I was a marshal at graduation for one of the University of Florida’s master’s degree ceremonies and will share some observations. [With almost 50,000 students, UF has several graduation ceremonies, which not only enables students to have more family and friends attend but makes the ceremonies shorter.]

UF staff provides QR codes for grads - Photo by Julie Dodd

When grads checked in at graduation, each received a QR code sticker to place on the name card that would be scanned before the student crossed the stage.

Almost everyone – the graduates’ families and friends who are attending the event and the graduates themselves – was texting, tweeting, taking photos, posting to Facebook or Instagram, or talking on the phone during some part of the graduation ceremony. I include live tweeting in a course I teach (Multimedia Writing), so I, too, was doing some live tweeting during the event.

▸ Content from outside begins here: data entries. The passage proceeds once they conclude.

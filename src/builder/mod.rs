//! Builder pattern for Bloom filter construction.
//!
//! [`FilterBuilder`] collects sizing, storage and hasher choices and produces
//! either filter flavor. Required parameters are enforced at compile time;
//! out-of-range values are reported when the filter is built.
//!
//! # Design Philosophy
//!
//! ## Type-State Pattern
//!
//! The builder moves through `Initial → WithItems → Complete`. Only a
//! `Complete` builder has `build` methods, so forgetting the target false
//! positive rate is a type error rather than a runtime one.
//!
//! ## Error Handling
//!
//! - **Compile-time errors**: missing required parameters
//! - **Runtime errors**: invalid parameter values (out of range)
//!
//! # Examples
//!
//! ## Sized From Capacity
//!
//! ```
//! use fastbloom::builder::FilterBuilder;
//!
//! let filter = FilterBuilder::new()
//!     .expected_items(10_000)
//!     .false_positive_rate(0.01)
//!     .build()
//!     .unwrap();
//!
//! filter.add("hello");
//! assert!(filter.test("hello"));
//! ```
//!
//! ## Explicit Dimensions
//!
//! ```
//! use fastbloom::builder::FilterBuilder;
//! use fastbloom::StorageStrategy;
//!
//! let filter = FilterBuilder::with_dimensions(4096, 5)
//!     .storage(StorageStrategy::Atomic64)
//!     .build_mutex()
//!     .unwrap();
//!
//! assert_eq!(filter.capacity(), 4096);
//! assert_eq!(filter.storage_strategy(), StorageStrategy::Atomic64);
//! ```
//!
//! # Builder Options
//!
//! | Method | Required | Default |
//! |--------|----------|---------|
//! | `expected_items` + `false_positive_rate` | yes, or `with_dimensions` | - |
//! | `storage` | no | [`StorageStrategy::Atomic32`](crate::StorageStrategy) |
//! | `hasher` | no | [`Fnv64`](crate::hash::Fnv64) |

#![allow(clippy::module_name_repetitions)]

pub mod filter;

pub use filter::{Complete, FilterBuilder, FilterMetadata, Initial, WithItems};

/// Common validation functions for the builder.
mod validation {
    use crate::core::params;
    use crate::error::Result;

    /// Validate a target false positive rate.
    ///
    /// # Errors
    ///
    /// Returns error if `fp_rate` is not in (0, 1).
    #[inline]
    pub fn validate_fp_rate(fp_rate: f64) -> Result<()> {
        params::validate_fp_rate(fp_rate)
    }

    /// Validate explicit dimensions.
    ///
    /// # Errors
    ///
    /// Returns error if `m == 0`, `k == 0` or `k` overflows the envelope field.
    #[inline]
    pub fn validate_dimensions(m: usize, k: usize) -> Result<()> {
        params::validate_params(m, k)
    }
}

/// Prelude for convenient builder imports.
pub mod prelude {
    pub use super::{FilterBuilder, FilterMetadata};
}

#[cfg(test)]
mod tests {
    use super::validation::*;

    #[test]
    fn test_validate_fp_rate() {
        assert!(validate_fp_rate(0.01).is_ok());
        assert!(validate_fp_rate(0.5).is_ok());
        assert!(validate_fp_rate(0.0).is_err());
        assert!(validate_fp_rate(1.0).is_err());
        assert!(validate_fp_rate(-0.1).is_err());
        assert!(validate_fp_rate(f64::NAN).is_err());
    }

    #[test]
    fn test_validate_dimensions() {
        assert!(validate_dimensions(1, 1).is_ok());
        assert!(validate_dimensions(4096, 7).is_ok());
        assert!(validate_dimensions(0, 7).is_err());
        assert!(validate_dimensions(4096, 0).is_err());
    }
}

Some universities this year have banned the taking on selfies when the students are crossing the stage. But the University of Florida and other universities are finding ways to take advantage of technology during graduation.

Special hashtag for graduation tweets

As graduation was about to start, we were encouraged to include #UFgrad in our tweets, with photos of graduates with the #UFgrad hashtag shown on the big screens.

QR Code to announce each graduate

When checking in at graduation, each grad received a QR code sticker to place on his or her name card. Before the student walked across the stage, the QR code was scanned. When the student’s name was read and the student crossed the stage, the student’s name appeared on the big screens with the video of the student crossing the stage.

Smartphone to join alumni association

Gator grad crossing stage

With the scan of the grad’s QR Code, the student’s name appeared on the big screens as he crossed the stage.

In her remarks to the graduates, UF’s incoming president of the UF Alumni Association, encouraged students to use their phones to help UF by going to the UF Alumni Association and joining. She said their membership would show alumni engagement, which is one of the factors used in determining university rankings. I don’t know how many students may have signed up during the ceremony, but I’m sure some did.

Totally online degree programs

Technology also played a major role for some students being at graduation. I was seated with a group of students from my college who had completed their master’s degree completely online. They had “met” each other online in their courses and had sometimes worked on course projects together. But except for two of them, they had never met until the day of graduation.

I heard stories from these grads about how valuable they found their coursework and how the online structure of the degree made earning a master’s degree possible. One of the grads is stationed in the military in Florida but not near a university. She would not have been able to attend a traditional campus degree program. And during the time she was serving in the military and working on her master’s, she had a daughter and her husband was called to active duty. So the online degree opportunity made all the difference for her and many of her online classmates.

So what about all that technology use during graduation?

Some people may have been involved in non-graduation technology activities, like checking sports scores or playing games. But from what I saw as I was in the midst of the graduates before and during graduation, they were focused on graduation with their technology use. I think their technology use made for a more personalized experience for the graduates and their family and friends — not only those who were attending the ceremony but for everyone following the event from miles away.